Although no one can predict with assurance how any particular child will turn out, I believe there is a consensus among those who study development that personality reflects dozens of interacting factors including heredity, gender, culture, education, economic opportunity, and a multitude of social influences, especially family and peer relationships (Jaffe, 1997). By portraying complex nature and nurture issues in simplistic and distorted ways, Harris performs a disservice to her audience and to our profession.

Regarding her claim that peers are more important than parents, even during adolescence, when teenagers spend so much time out of the home, this is not necessarily the case. Adolescents who have close relationships with their parents, for example, are less susceptible to deviant peer influence than those who have conflictual relationships (Jaffe, 1998). Depending on the particular issue, adolescents are as likely to seek counsel from parents as from peers. This is not to say that peers don't matter. Everything matters, potentially. How much parents and peers influence a particular developmental domain (achievement, adjustment) depends on the particular child, his or her age or developmental status, the particular parents, their commitment to child rearing, the specific situation, and so on. As professionals it is our duty to help parents appreciate both the complexity of development (each child is unique) and the importance of sensitive, competent, consistent parenting.
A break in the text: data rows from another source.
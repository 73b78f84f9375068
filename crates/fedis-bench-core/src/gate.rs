// crates/fedis-bench-core/src/gate.rs
// ============================================================================
// Module: Regression Gate
// Description: Compares a persisted metrics record against regression limits.
// Purpose: Produce a pass/fail verdict that names every violated metric.
// Dependencies: crate::record, crate::store, thiserror
// ============================================================================

//! ## Overview
//! The gate evaluates every configured limit and collects all violations
//! instead of stopping at the first one. Comparisons are strict: a measured
//! value equal to its limit passes. A missing results file fails before
//! thresholds are read and carries a remediation hint.
//!
//! Security posture: inputs are local files; malformed documents fail closed.

// ============================================================================
// SECTION: Imports
// ============================================================================

use std::path::Path;
use std::path::PathBuf;

use thiserror::Error;

use crate::record::MetricsRecord;
use crate::record::ThresholdRecord;
use crate::store::StoreError;
use crate::store::load_record;
use crate::store::load_thresholds;

// ============================================================================
// SECTION: Constants
// ============================================================================

/// Remediation printed when no results file exists.
pub const MISSING_RESULTS_REMEDIATION: &str = "run: fedis-bench suite";

// ============================================================================
// SECTION: Checks
// ============================================================================

/// Direction of a limit.
#[derive(Debug, Clone, Copy, PartialEq)]
pub enum MetricBound {
    /// Measured value must not fall below the limit.
    Min(f64),
    /// Measured value must not exceed the limit.
    Max(f64),
}

/// How a metric's values are rendered in messages.
#[derive(Debug, Clone, Copy, PartialEq, Eq)]
pub enum MetricKind {
    /// Operations per second, whole numbers.
    Throughput,
    /// Milliseconds, three decimals.
    LatencyMs,
}

/// One measured value paired with its limit.
#[derive(Debug, Clone, PartialEq)]
pub struct MetricCheck {
    /// Human-readable metric name.
    pub name: &'static str,
    /// Rendering of the values.
    pub kind: MetricKind,
    /// Value from the metrics record.
    pub measured: f64,
    /// Configured limit.
    pub bound: MetricBound,
}

impl MetricCheck {
    /// Returns true when the measured value is strictly outside the limit.
    #[must_use]
    pub fn violated(&self) -> bool {
        match self.bound {
            MetricBound::Min(min) => self.measured < min,
            MetricBound::Max(max) => self.measured > max,
        }
    }

    /// Describes the violation, naming the metric and both values.
    #[must_use]
    pub fn describe(&self) -> String {
        let measured = self.render(self.measured);
        match self.bound {
            MetricBound::Min(min) => {
                format!("{} too low: {measured} < {}", self.name, self.render(min))
            }
            MetricBound::Max(max) => {
                format!("{} too high: {measured} > {}", self.name, self.render(max))
            }
        }
    }

    /// Formats a value for this metric.
    fn render(&self, value: f64) -> String {
        match self.kind {
            MetricKind::Throughput => format!("{value:.0}"),
            MetricKind::LatencyMs => format!("{value:.3}ms"),
        }
    }
}

/// Outcome of evaluating a set of checks.
#[derive(Debug, Clone, Default, PartialEq)]
pub struct GateReport {
    /// Every check that was evaluated, in order.
    pub checks: Vec<MetricCheck>,
    /// Descriptions of every violated check, in check order.
    pub violations: Vec<String>,
}

impl GateReport {
    /// Returns true when no check was violated.
    #[must_use]
    pub const fn passed(&self) -> bool {
        self.violations.is_empty()
    }
}

/// Evaluates every check and collects all violations.
#[must_use]
pub fn evaluate(checks: Vec<MetricCheck>) -> GateReport {
    let violations =
        checks.iter().filter(|check| check.violated()).map(MetricCheck::describe).collect();
    GateReport {
        checks,
        violations,
    }
}

/// Builds the configured checks for `record` in fixed order.
///
/// Order: single SET, single GET, single PING p99, concurrent SET, concurrent GET.
/// Limits absent from `thresholds` produce no check.
#[must_use]
pub fn checks_for(record: &MetricsRecord, thresholds: &ThresholdRecord) -> Vec<MetricCheck> {
    let candidates = [
        (
            "single set ops/sec",
            MetricKind::Throughput,
            record.single.set_ops_sec_median,
            thresholds.single.set_ops_sec_min.map(MetricBound::Min),
        ),
        (
            "single get ops/sec",
            MetricKind::Throughput,
            record.single.get_ops_sec_median,
            thresholds.single.get_ops_sec_min.map(MetricBound::Min),
        ),
        (
            "single ping p99",
            MetricKind::LatencyMs,
            record.single.ping_latency_ms.p99_ms,
            thresholds.single.ping_p99_ms_max.map(MetricBound::Max),
        ),
        (
            "concurrent set ops/sec",
            MetricKind::Throughput,
            record.concurrent.set_ops_sec_median,
            thresholds.concurrent.set_ops_sec_min.map(MetricBound::Min),
        ),
        (
            "concurrent get ops/sec",
            MetricKind::Throughput,
            record.concurrent.get_ops_sec_median,
            thresholds.concurrent.get_ops_sec_min.map(MetricBound::Min),
        ),
    ];
    candidates
        .into_iter()
        .filter_map(|(name, kind, measured, bound)| {
            bound.map(|bound| MetricCheck {
                name,
                kind,
                measured,
                bound,
            })
        })
        .collect()
}

// ============================================================================
// SECTION: Gate
// ============================================================================

/// Key metrics reported when the gate passes.
#[derive(Debug, Clone, PartialEq)]
pub struct GatePass {
    /// Median single-connection SET rate.
    pub single_set_ops_sec: f64,
    /// Median single-connection GET rate.
    pub single_get_ops_sec: f64,
    /// Median concurrent SET rate.
    pub concurrent_set_ops_sec: f64,
    /// Median concurrent GET rate.
    pub concurrent_get_ops_sec: f64,
    /// PING p99 latency in milliseconds.
    pub ping_p99_ms: f64,
    /// Full evaluation report.
    pub report: GateReport,
}

/// Regression gate failures.
#[derive(Debug, Clone, PartialEq, Error)]
pub enum GateError {
    /// No results file exists yet.
    #[error("missing benchmark results: {}", path.display())]
    MissingResults {
        /// Expected results path.
        path: PathBuf,
        /// Command that produces the results.
        remediation: String,
    },
    /// One or more metrics violated their limits.
    #[error("performance regression check failed ({} violation(s))", violations.len())]
    RegressionFailure {
        /// Every violated metric, in check order.
        violations: Vec<String>,
    },
    /// A results or thresholds document was unreadable.
    #[error(transparent)]
    Store(#[from] StoreError),
}

/// Gates the results at `latest_path` against the limits at `thresholds_path`.
///
/// # Errors
///
/// Returns [`GateError::MissingResults`] when no results exist,
/// [`GateError::RegressionFailure`] listing every violation, or
/// [`GateError::Store`] when either document cannot be read.
pub fn check(latest_path: &Path, thresholds_path: &Path) -> Result<GatePass, GateError> {
    let record = match load_record(latest_path) {
        Ok(record) => record,
        Err(StoreError::Missing {
            path,
        }) => {
            return Err(GateError::MissingResults {
                path,
                remediation: MISSING_RESULTS_REMEDIATION.to_string(),
            });
        }
        Err(err) => return Err(GateError::Store(err)),
    };
    let thresholds = load_thresholds(thresholds_path)?;
    let report = evaluate(checks_for(&record, &thresholds));
    if !report.passed() {
        return Err(GateError::RegressionFailure {
            violations: report.violations,
        });
    }
    Ok(GatePass {
        single_set_ops_sec: record.single.set_ops_sec_median,
        single_get_ops_sec: record.single.get_ops_sec_median,
        concurrent_set_ops_sec: record.concurrent.set_ops_sec_median,
        concurrent_get_ops_sec: record.concurrent.get_ops_sec_median,
        ping_p99_ms: record.single.ping_latency_ms.p99_ms,
        report,
    })
}

// ============================================================================
// SECTION: Tests
// ============================================================================

#[cfg(test)]
mod tests {
    #![allow(
        clippy::panic,
        clippy::unwrap_used,
        clippy::expect_used,
        reason = "Test fixtures use explicit asserts and unwraps for clarity."
    )]

    use super::MetricBound;
    use super::MetricCheck;
    use super::MetricKind;
    use super::evaluate;

    fn throughput(measured: f64, min: f64) -> MetricCheck {
        MetricCheck {
            name: "single set ops/sec",
            kind: MetricKind::Throughput,
            measured,
            bound: MetricBound::Min(min),
        }
    }

    #[test]
    fn equality_passes_both_bounds() {
        assert!(!throughput(1_000.0, 1_000.0).violated());
        let latency = MetricCheck {
            name: "single ping p99",
            kind: MetricKind::LatencyMs,
            measured: 2.5,
            bound: MetricBound::Max(2.5),
        };
        assert!(!latency.violated());
    }

    #[test]
    fn describe_names_metric_and_values() {
        assert_eq!(throughput(899.6, 1_000.0).describe(), "single set ops/sec too low: 900 < 1000");
        let latency = MetricCheck {
            name: "single ping p99",
            kind: MetricKind::LatencyMs,
            measured: 3.25,
            bound: MetricBound::Max(2.0),
        };
        assert_eq!(latency.describe(), "single ping p99 too high: 3.250ms > 2.000ms");
    }

    #[test]
    fn evaluate_collects_every_violation() {
        let report =
            evaluate(vec![throughput(10.0, 20.0), throughput(30.0, 20.0), throughput(5.0, 6.0)]);
        assert!(!report.passed());
        assert_eq!(report.checks.len(), 3);
        assert_eq!(report.violations.len(), 2);
    }
}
Unfortunately, by offering us contests (nature versus nurture, parents versus peers) rather than the big picture, The Nurture Assumption: Why Children Turn Out The Way They Do does not come close to delivering what its title promises.

Jaffe, M.L. (1997). Understanding parenting (2nd ed.). Mass: Allyn & Bacon.
Jaffe, M.L. (1998). Adolescence. New York: Wiley.

Michael Jaffe, Ph.D., is Professor of Psychology at Kean University in New Jersey, a family therapist, and author of Understanding Parenting (Allyn/Bacon, 1997) and Adolescence (Wiley, 1998).